• [Exercise description]: Work out how many lines in the entries contain the string "over", and give nothing but that number.
^^^^^^^^^^^^^^^^
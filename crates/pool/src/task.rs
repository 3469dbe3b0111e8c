//! Task and driver abstractions the pool schedules over.

use std::sync::Arc;

use {
    async_trait::async_trait,
    corral_driver::{
        DriverError, RunOutcome, Session, SquidProxy, TaskError, VideoSession, WebDriverClient,
    },
    futures::future::BoxFuture,
};

/// One unit of schedulable work: takes ownership of a driver and an input
/// item, hands the driver back together with the tagged outcome.
///
/// Ownership transfer is what lets the pool run tasks concurrently without
/// borrowing its session list across awaits.
pub type PoolTask<S, I, O> =
    Arc<dyn Fn(S, I) -> BoxFuture<'static, (S, RunOutcome<O>)> + Send + Sync>;

/// A driver the pool can own.
#[async_trait]
pub trait PooledDriver: Send + 'static {
    /// Stable identifier for logs.
    fn name(&self) -> &str;

    /// Tear down the driver and whatever backs it. Idempotent.
    async fn quit(&mut self) -> Result<(), DriverError>;
}

#[async_trait]
impl PooledDriver for Session {
    fn name(&self) -> &str {
        Session::name(self)
    }

    async fn quit(&mut self) -> Result<(), DriverError> {
        Session::quit(self).await
    }
}

#[async_trait]
impl PooledDriver for VideoSession {
    fn name(&self) -> &str {
        VideoSession::name(self)
    }

    async fn quit(&mut self) -> Result<(), DriverError> {
        VideoSession::quit(self).await
    }
}

/// A pool-owned helper container, torn down when the pool closes.
#[async_trait]
pub trait Sidecar: Send + Sync + 'static {
    async fn quit(&self) -> Result<(), DriverError>;
}

#[async_trait]
impl Sidecar for SquidProxy {
    async fn quit(&self) -> Result<(), DriverError> {
        SquidProxy::quit(self).await
    }
}

/// Lift a WebDriver closure into a pool task over plain sessions.
///
/// Session lifecycle errors (wrong state, already closed) surface as faults
/// so the pool retires the session instead of reusing it.
pub fn session_task<I, O, F>(f: F) -> PoolTask<Session, I, O>
where
    I: Send + 'static,
    O: Send + 'static,
    F: for<'c> Fn(&'c WebDriverClient, I) -> BoxFuture<'c, Result<O, TaskError>>
        + Send
        + Sync
        + Clone
        + 'static,
{
    Arc::new(move |mut session: Session, item: I| {
        let f = f.clone();
        Box::pin(async move {
            let outcome = match session.run(move |client| f(client, item)).await {
                Ok(outcome) => outcome,
                Err(e) => RunOutcome::Fault(TaskError::Session(e.to_string())),
            };
            (session, outcome)
        })
    })
}

/// [`session_task`] for recorded sessions.
pub fn video_task<I, O, F>(f: F) -> PoolTask<VideoSession, I, O>
where
    I: Send + 'static,
    O: Send + 'static,
    F: for<'c> Fn(&'c WebDriverClient, I) -> BoxFuture<'c, Result<O, TaskError>>
        + Send
        + Sync
        + Clone
        + 'static,
{
    Arc::new(move |mut session: VideoSession, item: I| {
        let f = f.clone();
        Box::pin(async move {
            let outcome = match session.run(move |client| f(client, item)).await {
                Ok(outcome) => outcome,
                Err(e) => RunOutcome::Fault(TaskError::Session(e.to_string())),
            };
            (session, outcome)
        })
    })
}
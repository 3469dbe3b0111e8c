//! Driver error types.

use {corral_factory::FactoryError, thiserror::Error};

use crate::{client::ClientError, session::SessionState};

/// Errors from session lifecycle operations.
#[derive(Debug, Error)]
pub enum DriverError {
    /// Operation attempted on a terminated session. Programming error,
    /// always surfaced.
    #[error("session is closed")]
    SessionClosed,

    /// Operation attempted in a state that does not allow it.
    #[error("session in state {actual:?}, expected {expected:?}")]
    InvalidState {
        expected: SessionState,
        actual: SessionState,
    },

    #[error(transparent)]
    Factory(#[from] FactoryError),

    #[error(transparent)]
    Client(#[from] ClientError),

    /// Recording could not be started, stopped, or extracted.
    #[error("recording error: {0}")]
    Recording(String),
}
^^^^^^^^^^^^^^^^
• [Completed task]: 2